No es muy difícil comprender lo que esto significa. Se trata de “salvar las formas” ante el naufragio radical de un proyecto europeo inclusivo y democrático. Literalmente, estas decenas de miles de seres humanos en riesgo apenas cuentan para los poderes hegemónicos como no sea, en el mejor de los casos, en tanto mano de obra barata o, en el peor, como amenaza para su seguridad. En síntesis, la creciente hostilidad de los estados europeos hacia estos colectivos específicos (consolidada por la fábrica de estereotipos que se producen y reproducen en los medios de comunicación) contradice de forma manifiesta su presunta defensa incondicional y universal de los derechos humanos. Tanto “inmigrantes” como “refugiados” están sometidos a una categorización jerárquica, en la que los eslabones inferiores son blanco de una vigilancia policial permanente (basada en perfiles étnicos), además de ser convertidos de forma regular en objeto de sobreexplotación laboral (tal como ocurre, por ejemplo, en el sector agrícola o en el sector doméstico).

En nuestras sociedades de control la presión es extensa y desigual. Como dice Benjamin en sus “Tesis sobre filosofía de la historia”: “La tradición de los oprimidos nos enseña que la regla es el «estado de excepción» en el que vivimos”[ix]. Bien podría decirse aquí que lo que es cierto para las clases oprimidas lo es en un grado mayor para aquellos que son tratados como “parias”. Si esto es cierto, no estamos tan lejos como quisiéramos de un «núcleo totalitario» que suspende el derecho en el corazón de las llamadas “democracias parlamentarias” y que nos obliga a cuestionar la vigencia práctica del “estado de derecho” y otras ficciones similares. La institucionalización del racismo y la xenofobia, articulados al carácter intrínsecamente clasista del capitalismo, nos instala en un orden «globalitario», por recuperar los términos de Ramonet, producto no de un azar histórico sino de una rutina burocrática en la que la especialización de las funciones impide tener que hacerse cargo de consecuencias globales desastrosas.

La realidad-límite de los refugiados muestra, entonces, no el fracaso de los organismos internacionales o de los estados europeos, sino los objetivos de fondo que estas instituciones gubernamentales se han planteado; en particular, tratar a estos grupos como un “excedente” que debe ser gestionado como si se trataran de “desechos humanos” a reciclar. Incluso de forma previa a la crisis sistémica de 2008, el proyecto político dominante en Europa no ha sido otro que el de un bienestar cercado, rodeado de muros blancos, sostenido sobre unas periferias tanto internas como externas. Dicho de otra manera, nuestras sociedades opulentas, como dispara Bauman, crecen bajo la sombra de miles de “vidas desperdiciadas”[x].
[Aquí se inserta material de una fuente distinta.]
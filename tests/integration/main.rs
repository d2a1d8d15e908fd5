//! Tether integration test harness.
//!
//! Every test runs real nodes inside the test process: a hub `Server` behind
//! a loopback TCP listener, and devices that dial it as `LinkConnector`s.
//! Nothing needs root and every listener binds an ephemeral port, so tests
//! can run in parallel.

use std::net::SocketAddr;
use std::sync::Arc;
use std::time::Duration;

use anyhow::{bail, Context, Result};
use tokio::net::TcpListener;
use tokio::sync::broadcast;
use tokio::task::JoinHandle;

use tether_core::{Message, WireFormat};
use tether_services::{Connector, LinkConnector, Server, StreamTransport, Subscriber};

mod chunking;
mod messaging;
mod sessions;

// ── Harness ───────────────────────────────────────────────────────────────────

pub const HUB: &str = "hub";

/// A hub server listening on loopback.
pub struct Hub {
    pub server: Arc<Server>,
    pub addr: SocketAddr,
    shutdown: broadcast::Sender<()>,
}

impl Hub {
    pub async fn start(format: WireFormat) -> Result<Self> {
        Self::start_named(HUB, format).await
    }

    pub async fn start_named(hostname: &str, format: WireFormat) -> Result<Self> {
        let listener = TcpListener::bind("127.0.0.1:0")
            .await
            .context("failed to bind hub listener")?;
        let addr = listener.local_addr()?;
        let server = Arc::new(Server::new(hostname, format));
        let (shutdown, mut shutdown_rx) = broadcast::channel(1);

        let accept_server = server.clone();
        tokio::spawn(async move {
            loop {
                tokio::select! {
                    _ = shutdown_rx.recv() => return,
                    result = listener.accept() => {
                        let Ok((stream, peer)) = result else { continue };
                        accept_server.accept(peer.to_string(), Arc::new(StreamTransport::new(stream)));
                    }
                }
            }
        });

        Ok(Self {
            server,
            addr,
            shutdown,
        })
    }

    /// Wait until `n` peers are connected.
    pub async fn wait_for_peers(&self, n: usize) -> Result<()> {
        let server = self.server.clone();
        wait_until(move || server.connected_count() == n)
            .await
            .with_context(|| format!("hub never saw {n} connected peers"))
    }
}

impl Drop for Hub {
    fn drop(&mut self) {
        let _ = self.shutdown.send(());
        self.server.close_all();
    }
}

/// A device that dialled the hub.
pub struct Device {
    pub link: Arc<LinkConnector>,
    pub task: JoinHandle<anyhow::Result<()>>,
    shutdown: broadcast::Sender<()>,
}

impl Device {
    pub async fn dial(hostname: &str, hub: &Hub, format: WireFormat) -> Result<Self> {
        let transport = StreamTransport::dial(hub.addr).await?;
        let link = Arc::new(LinkConnector::new(
            hostname,
            hub.addr.to_string(),
            format,
            Arc::new(transport),
        ));
        let (shutdown, _) = broadcast::channel(1);
        let task = tokio::spawn(link.clone().run(shutdown.subscribe()));
        Ok(Self {
            link,
            task,
            shutdown,
        })
    }

    /// Stop the receive loop; the link is disconnected on the way out.
    pub async fn hang_up(self) -> Result<()> {
        let _ = self.shutdown.send(());
        self.task.await?
    }
}

/// Subscriber that answers every request on `path` with its own payload.
pub fn echo_on(path: &'static str) -> Arc<dyn Subscriber> {
    Arc::new(move |message: &Message| {
        if message.path() == path && !message.is_response() {
            let _ = message.respond(message.payload().clone(), None);
        }
    })
}

/// Poll `check` every 10ms for up to 2s.
pub async fn wait_until(mut check: impl FnMut() -> bool) -> Result<()> {
    for _ in 0..200 {
        if check() {
            return Ok(());
        }
        tokio::time::sleep(Duration::from_millis(10)).await;
    }
    bail!("condition not met within 2s")
}

/// Hub plus `names.len()` connected devices, each echoing `ping`.
pub async fn hub_with_devices(names: &[&str]) -> Result<(Hub, Vec<Device>)> {
    let hub = Hub::start(WireFormat::Socket).await?;
    let mut devices = Vec::new();
    for name in names {
        let device = Device::dial(name, &hub, WireFormat::Socket).await?;
        device.link.subscribe(echo_on("ping"));
        devices.push(device);
    }
    hub.wait_for_peers(names.len()).await?;
    Ok((hub, devices))
}
//! Tether wire format: line framing for every transport.
//!
//! Two framings carry the same JSON envelope:
//!
//! ```text
//! socket:  {"path": "<path>", "body": <envelope>}\n
//! serial:  !r_p[<path>]_b[<envelope>]_\n
//! ```
//!
//! Serial links share the line with device console output, so the serial
//! decoder classifies lines instead of failing on them: anything not starting
//! with `!r_` is noise, and `Backtrace: 0x…` is a crash report from the peer.

use serde::{Deserialize, Serialize};
use serde_json::Value;

use crate::message::{Envelope, Message, Payload};

/// Every serial frame starts with this marker.
pub const SERIAL_PREFIX: &str = "!r_";

/// A device panic dump starts with this.
pub const CRASH_PREFIX: &str = "Backtrace: 0x";

const SERIAL_PATH_OPEN: &str = "!r_p[";
const SERIAL_BODY_SEP: &str = "]_b[";
const SERIAL_CLOSE: &str = "]_";

// ── Framing ──────────────────────────────────────────────────────────────────

/// How a connector frames envelopes on its transport.
#[derive(Debug, Clone, Copy, Default, PartialEq, Eq, Serialize, Deserialize)]
#[serde(rename_all = "lowercase")]
pub enum WireFormat {
    #[default]
    Socket,
    Serial,
}

/// One decoded line.
#[derive(Debug, Clone, PartialEq)]
pub enum Frame {
    /// A message frame. `body` is still untyped; validate before use.
    Message { path: String, body: Value },
    /// The peer reported a crash. Logged, never forwarded.
    Crash(String),
    /// Console output or blank line.
    Noise,
}

#[derive(Debug, thiserror::Error)]
pub enum FrameError {
    #[error("malformed frame: {0}")]
    Malformed(&'static str),
    #[error("frame body is not valid JSON: {0}")]
    Json(#[from] serde_json::Error),
}

#[derive(Serialize)]
struct SocketFrameOut<'a> {
    path: &'a str,
    body: &'a Envelope,
}

#[derive(Deserialize)]
struct SocketFrameIn {
    path: String,
    body: Value,
}

impl WireFormat {
    /// Encode a message as one newline-terminated line.
    pub fn encode(&self, message: &Message) -> Result<String, serde_json::Error> {
        let envelope = message.to_envelope();
        match self {
            Self::Socket => {
                let mut line = serde_json::to_string(&SocketFrameOut {
                    path: message.path(),
                    body: &envelope,
                })?;
                line.push('\n');
                Ok(line)
            }
            Self::Serial => {
                let body = serde_json::to_string(&envelope)?;
                Ok(format!(
                    "{SERIAL_PATH_OPEN}{}{SERIAL_BODY_SEP}{body}{SERIAL_CLOSE}\n",
                    message.path()
                ))
            }
        }
    }

    /// Decode one line (with or without its trailing newline).
    pub fn decode(&self, line: &str) -> Result<Frame, FrameError> {
        let line = line.trim_end_matches(['\n', '\r']);
        match self {
            Self::Socket => {
                if line.trim().is_empty() {
                    return Ok(Frame::Noise);
                }
                let frame: SocketFrameIn = serde_json::from_str(line)?;
                Ok(Frame::Message {
                    path: frame.path,
                    body: frame.body,
                })
            }
            Self::Serial => decode_serial(line),
        }
    }
}

fn decode_serial(line: &str) -> Result<Frame, FrameError> {
    if line.starts_with(CRASH_PREFIX) {
        return Ok(Frame::Crash(line.to_string()));
    }
    if !line.starts_with(SERIAL_PREFIX) {
        return Ok(Frame::Noise);
    }

    let rest = line
        .strip_prefix(SERIAL_PATH_OPEN)
        .ok_or(FrameError::Malformed("missing path marker"))?;
    let (path, body) = rest
        .split_once(SERIAL_BODY_SEP)
        .ok_or(FrameError::Malformed("missing body marker"))?;
    let body = body
        .strip_suffix(SERIAL_CLOSE)
        .ok_or(FrameError::Malformed("missing frame terminator"))?;

    Ok(Frame::Message {
        path: path.to_string(),
        body: serde_json::from_str(body)?,
    })
}

// ── Chunk envelope ───────────────────────────────────────────────────────────

/// One fragment of a payload that was too large for a single frame.
///
/// Carried as the `payload` of an otherwise ordinary message. Only the first
/// fragment of a session carries `last_index`.
#[derive(Debug, Clone, PartialEq, Eq, Serialize, Deserialize)]
pub struct ChunkEnvelope {
    pub package_index: u32,
    pub split_payload: String,
    #[serde(default, skip_serializing_if = "Option::is_none")]
    pub last_index: Option<u32>,
}

impl ChunkEnvelope {
    /// True if the payload has the chunk shape.
    pub fn is_chunk(payload: &Payload) -> bool {
        payload.contains_key("package_index") && payload.contains_key("split_payload")
    }

    pub fn from_payload(payload: &Payload) -> Result<Self, serde_json::Error> {
        serde_json::from_value(Value::Object(payload.clone()))
    }

    pub fn to_payload(&self) -> Payload {
        let mut payload = Payload::new();
        payload.insert("package_index".into(), self.package_index.into());
        payload.insert("split_payload".into(), self.split_payload.clone().into());
        if let Some(last) = self.last_index {
            payload.insert("last_index".into(), last.into());
        }
        payload
    }
}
La cuestión tampoco se agota ahí. Nada de esto sería posible sin los discursos y prácticas de segregación que se han propagado de forma alarmante en los últimos años, a pesar de algunas oleadas efímeras de solidaridad, que explican esta engañosa “pasividad” de la CE. Hay buenas razones para pensar que la legitimación de esta política de reciclaje y descarte proviene de la apelación continua a una estrategia del miedo en la que estos otros concretos aparecen no sólo como potencial amenaza laboral sino también como un potencial enemigo y como un riesgo a mi identidad cultural. Cuando estos sujetos vulnerados son inculpados de forma sistemática del deterioro de las condiciones mayoritarias de vida, es previsible que una parte significativa de la población autóctona –comenzando por aquella más afectada por el desempleo y la pobreza- sea más propensa al racismo y la xenofobia. De hecho, la demagogia política que capta millones de votos agitando el miedo a los bárbaros y el negocio millonario del miedo parte, precisamente, de esta constatación. Sería miope negar que, tras los discursos de la inseguridad y la mercantilización de sus presuntas soluciones, subyace una percepción social relativamente generalizada de un “descontrol” o “desequilibrio” en la gestión de los flujos migratorios y, correlativamente, un reclamo de restauración del “orden”.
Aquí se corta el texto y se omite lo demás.